Stok Beras Miskin Di Tahun 2015 Masih Aman
BeritaPrima, Jakarta – Presiden Joko Widodo melakukan peninjauan langsung beras di gudang Bulog, di Jalan Perintis Kemerdekaan, Kelapa Gading, Jakarta Utara, pada Rabu (25/2/2015) pagi tadi. Dalam kunjungan itu Presiden Jokowi memastikan stok beras untuk rakyat sudah mencukupi.
Presiden Jokowi menjelaskan bahwa beras untuk rakyat tidak mampu merupakan kewajiban pemerintah untuk memenuhinya. Ia juga menuturkan agar penerima beras miskin kepada orang yang membutuhkan.
“Ini komitmen pemerintah untuk stabilisasi harga dan jaga daya beli masyarakat. Untuk mengurangi beban penerima raskin. Raskin diberikan ke 15 juta rumah tangga sasaran, dengan alokasi 15 kilogram,” kata Jokowi di gudang Bulog, kawasan Kelapa Gading, Jakarta, Rabu (25/2).
Presiden menambahkan, pemerintah sudah memutuskan untuk menyalurkan beras miskin sampai habis. Begitu habis, akan didorong lagi sebanyak 300 ribu ton. “Operasi pasar beras dibutuhkan, akan kita dorong agar beras terus masuk ke pasar,” katanya.

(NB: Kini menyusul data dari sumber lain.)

use std::cmp::min;

use ratatui::layout::{Constraint, Direction, Layout, Rect};
use ratatui::style::{Modifier, Style};
use ratatui::text::{Line, Span};
use ratatui::widgets::{Block, Borders, Cell, Clear, Paragraph, Row, Table, Wrap};
use ratatui::Frame;

use crate::tui::constants::APP_VERSION;
use crate::tui::helpers::{
    accent_title, build_help_lines, centered_rect, checkbox_glyph, inset_rect, star_glyph,
};
use crate::tui::theme::Palette;

use super::{App, ConfirmChoice, InputMode};

impl App {
    pub(crate) fn draw(&mut self, f: &mut Frame<'_>) {
        let palette = self.palette();
        let size = f.size();
        f.render_widget(Clear, size);
        f.render_widget(Block::default().style(Style::default().bg(palette.bg_base)), size);

        let chunks = Layout::default()
            .direction(Direction::Vertical)
            .constraints([
                Constraint::Length(1),
                Constraint::Min(5),
                Constraint::Length(2),
            ])
            .split(size);

        self.draw_header(f, chunks[0], &palette);
        self.draw_items(f, chunks[1], &palette);
        self.draw_footer(f, chunks[2], &palette);

        match self.input_mode {
            InputMode::Add | InputMode::Edit => self.draw_input_overlay(f, size, &palette),
            InputMode::Help => self.draw_help_overlay(f, size, &palette),
            InputMode::ConfirmDelete => self.draw_confirm_overlay(f, size, &palette),
            InputMode::Normal => {}
        }
    }

    fn draw_header(&self, f: &mut Frame<'_>, area: Rect, palette: &Palette) {
        let cols = Layout::default()
            .direction(Direction::Horizontal)
            .constraints([Constraint::Percentage(70), Constraint::Percentage(30)])
            .split(area);

        let open = self
            .store
            .items()
            .iter()
            .filter(|item| !item.completed)
            .count();
        let left_line = Line::from(vec![
            Span::styled(
                format!(" tido v{} ", APP_VERSION),
                Style::default()
                    .fg(palette.accent)
                    .add_modifier(Modifier::BOLD),
            ),
            Span::styled(
                format!("— {} open / {} total", open, self.store.items().len()),
                Style::default().fg(palette.text),
            ),
            Span::raw("  "),
            Span::styled(
                self.config.db_path().display().to_string(),
                Style::default().fg(palette.text_muted),
            ),
        ]);
        f.render_widget(
            Paragraph::new(left_line).style(Style::default().bg(palette.bg_base)),
            cols[0],
        );

        let theme_badge = match self.store.theme() {
            crate::model::Theme::Dark => "🌙 dark",
            crate::model::Theme::Light => "☀ light",
        };
        let right_line = Line::from(vec![Span::styled(
            format!("{} (t toggles) ", theme_badge),
            Style::default().fg(palette.text_muted),
        )]);
        let right_para = Paragraph::new(right_line)
            .alignment(ratatui::layout::Alignment::Right)
            .style(Style::default().bg(palette.bg_base));
        f.render_widget(right_para, cols[1]);
    }

    fn draw_items(&mut self, f: &mut Frame<'_>, area: Rect, palette: &Palette) {
        if self.store.items().is_empty() {
            self.draw_empty_state(f, area, palette);
            return;
        }

        let rows: Vec<Row> = self
            .store
            .items()
            .iter()
            .map(|item| {
                let star_style = if item.is_priority {
                    Style::default().fg(palette.star)
                } else {
                    Style::default().fg(palette.star_idle)
                };
                let text_style = if item.completed {
                    Style::default()
                        .fg(palette.text_done)
                        .add_modifier(Modifier::CROSSED_OUT)
                } else {
                    Style::default().fg(palette.text)
                };
                Row::new(vec![
                    Cell::from(star_glyph(item.is_priority)).style(star_style),
                    Cell::from(checkbox_glyph(item.completed))
                        .style(Style::default().fg(palette.text_muted)),
                    Cell::from(item.text.clone()).style(text_style),
                ])
            })
            .collect();

        let widths = [
            Constraint::Length(2),
            Constraint::Length(4),
            Constraint::Min(10),
        ];

        let table = Table::new(rows, widths)
            .block(
                Block::default()
                    .borders(Borders::ALL)
                    .title(accent_title("Tasks", palette))
                    .border_style(Style::default().fg(palette.border))
                    .style(Style::default().bg(palette.bg_panel)),
            )
            .highlight_style(
                Style::default()
                    .bg(palette.bg_accent)
                    .add_modifier(Modifier::BOLD),
            )
            .highlight_symbol("▶ ");

        f.render_stateful_widget(table, area, &mut self.table_state);
    }

    fn draw_empty_state(&self, f: &mut Frame<'_>, area: Rect, palette: &Palette) {
        let block = Block::default()
            .borders(Borders::ALL)
            .border_style(Style::default().fg(palette.border))
            .style(Style::default().bg(palette.bg_panel));
        let inner = block.inner(area);
        f.render_widget(Clear, area);
        f.render_widget(block, area);

        if inner.width == 0 || inner.height == 0 {
            return;
        }

        let mut lines: Vec<Line<'static>> = Vec::new();
        lines.push(Line::from(Span::styled(
            "All clear ✨",
            Style::default()
                .fg(palette.accent)
                .add_modifier(Modifier::BOLD),
        )));
        lines.push(Line::default());
        lines.push(Line::from(Span::styled(
            "Press 'a' to add your first task.",
            Style::default().fg(palette.text),
        )));
        if self.first_run {
            lines.push(Line::default());
            lines.push(Line::from(Span::styled(
                format!(
                    "Your tido data lives in `{}` (adjust with `--data-dir` or `TIDO_DATA_DIR`).",
                    self.config.data_dir().display()
                ),
                Style::default().fg(palette.text_muted),
            )));
        }

        let width = inner.width.min(80).max(1);
        let height = (lines.len() as u16).saturating_add(2).min(inner.height).max(3);
        let content_area = centered_rect(width, height.min(inner.height), inner);
        let paragraph = Paragraph::new(lines)
            .wrap(Wrap { trim: true })
            .alignment(ratatui::layout::Alignment::Center)
            .style(Style::default().bg(palette.bg_panel));
        f.render_widget(paragraph, content_area);
    }

    fn draw_footer(&self, f: &mut Frame<'_>, area: Rect, palette: &Palette) {
        let lines = Layout::default()
            .direction(Direction::Vertical)
            .constraints([Constraint::Length(1), Constraint::Length(1)])
            .split(area);

        let status_line = if let Some(status) = &self.status {
            Line::from(vec![Span::styled(
                status.text.clone(),
                status.style(palette),
            )])
        } else {
            Line::from(vec![Span::styled(
                "Ready",
                Style::default().fg(palette.text_muted),
            )])
        };
        f.render_widget(Paragraph::new(status_line), lines[0]);

        let help = match self.input_mode {
            InputMode::Normal => {
                "a add • e edit • Space done • s star • x delete • t theme • j/k move • h help • q quit"
            }
            InputMode::Add => "Enter to add ✍ • Esc to cancel",
            InputMode::Edit => "Enter to save ✏ • Esc to cancel",
            InputMode::Help => "Enter/Esc to close",
            InputMode::ConfirmDelete => "←/→ choose • Space toggle • Enter confirm • Esc cancel",
        };
        let help_line = Line::from(vec![Span::styled(
            help,
            Style::default().fg(palette.text_muted),
        )]);
        f.render_widget(Paragraph::new(help_line), lines[1]);
    }

    fn draw_input_overlay(&self, f: &mut Frame<'_>, area: Rect, palette: &Palette) {
        let width = min(area.width.saturating_sub(10), 70);
        let popup_area = centered_rect(width, 3, area);
        f.render_widget(Clear, popup_area);

        let title = match self.input_mode {
            InputMode::Edit => "✏ Edit Task",
            _ => "➕ Add Task",
        };
        let input_block = Block::default()
            .borders(Borders::ALL)
            .title(accent_title(title, palette))
            .border_style(Style::default().fg(palette.border))
            .style(Style::default().bg(palette.bg_panel));
        let input_area = input_block.inner(popup_area);
        f.render_widget(input_block, popup_area);

        if self.input.is_empty() {
            let placeholder = match self.input_mode {
                InputMode::Edit => "Edit todo…",
                _ => "Add a new task",
            };
            f.render_widget(
                Paragraph::new(placeholder)
                    .style(Style::default().fg(palette.text_muted).bg(palette.bg_panel)),
                input_area,
            );
        } else {
            f.render_widget(
                Paragraph::new(self.input.as_str())
                    .style(Style::default().fg(palette.text).bg(palette.bg_panel)),
                input_area,
            );
        }

        let cursor_x = input_area
            .x
            .saturating_add(self.input.cursor_col() as u16)
            .min(input_area.x + input_area.width.saturating_sub(1));
        f.set_cursor(cursor_x, input_area.y);
    }

    fn draw_help_overlay(&self, f: &mut Frame<'_>, area: Rect, palette: &Palette) {
        let lines = build_help_lines();
        let width = min(area.width.saturating_sub(10), 60);
        let height = min(lines.len() as u16 + 4, area.height.saturating_sub(2)).max(10);
        let popup_area = centered_rect(width, height, area);
        f.render_widget(Clear, popup_area);

        let block = Block::default()
            .borders(Borders::ALL)
            .title(accent_title("⌨ Keyboard Reference", palette))
            .border_style(Style::default().fg(palette.border))
            .style(Style::default().bg(palette.bg_panel));
        let inner = block.inner(popup_area);
        f.render_widget(block, popup_area);

        if inner.width < 3 || inner.height < 3 {
            return;
        }

        let help_lines: Vec<Line> = lines
            .into_iter()
            .map(|(combo, desc)| {
                Line::from(vec![
                    Span::styled(
                        format!("{:<12}", combo),
                        Style::default().fg(palette.accent),
                    ),
                    Span::styled(desc, Style::default().fg(palette.text)),
                ])
            })
            .collect();

        let content = inset_rect(inner, 1);
        f.render_widget(
            Paragraph::new(help_lines)
                .wrap(Wrap { trim: true })
                .style(Style::default().bg(palette.bg_panel)),
            content,
        );
    }

    fn draw_confirm_overlay(&self, f: &mut Frame<'_>, area: Rect, palette: &Palette) {
        let width = min(area.width.saturating_sub(20), 60).max(40);
        let popup_area = centered_rect(width, 8, area);
        f.render_widget(Clear, popup_area);

        let block = Block::default()
            .borders(Borders::ALL)
            .title(accent_title("🗑 Confirm Deletion", palette))
            .border_style(Style::default().fg(palette.danger))
            .style(Style::default().bg(palette.bg_panel));
        let inner = block.inner(popup_area);
        f.render_widget(block, popup_area);

        let item_text = self
            .store
            .items()
            .get(self.selected)
            .map(|item| item.text.as_str())
            .unwrap_or("selected task");

        let yes_style = if self.confirm_choice == ConfirmChoice::Yes {
            Style::default()
                .fg(palette.bg_panel)
                .bg(palette.danger)
                .add_modifier(Modifier::BOLD)
        } else {
            Style::default().fg(palette.danger)
        };
        let no_style = if self.confirm_choice == ConfirmChoice::No {
            Style::default()
                .fg(palette.bg_panel)
                .bg(palette.text_muted)
                .add_modifier(Modifier::BOLD)
        } else {
            Style::default().fg(palette.text_muted)
        };

        let lines = vec![
            Line::from(Span::styled(
                "This action cannot be undone.",
                Style::default().fg(palette.danger),
            )),
            Line::from(Span::styled(
                format!("Delete '{}'?", item_text),
                Style::default().fg(palette.text),
            )),
            Line::default(),
            Line::from(vec![
                Span::styled("  Yes  ", yes_style),
                Span::raw("    "),
                Span::styled("  No  ", no_style),
            ]),
        ];

        f.render_widget(
            Paragraph::new(lines)
                .wrap(Wrap { trim: true })
                .alignment(ratatui::layout::Alignment::Center)
                .style(Style::default().bg(palette.bg_panel)),
            inset_rect(inner, 1),
        );
    }
}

Dalam operasi pasar kali ini, beras akan disalurkan ke pasar-pasar beras terbesar secara nasional. Ini dilakukan demi mencegah pemikiran bahwa pemerintah kekurangan stok, tidak ada suplai atau pasokan beras. “Supaya suplai dan demand seimbang, dan harga kembali ke posisi normal,” pungkas Jokowi.
Pernyataan Presiden Jokowi juga sebenarnya sejalan dengan rencana Menteri Koordinator Pembangunan Manusia dan Kebudayaan, Puan Maharani. Puan mencanangkan pada tahun 2015, pemerintah menyiapkan raskin untuk 12 bulan dengan sasaran 15,5 juta Rumah Tangga Sasaran.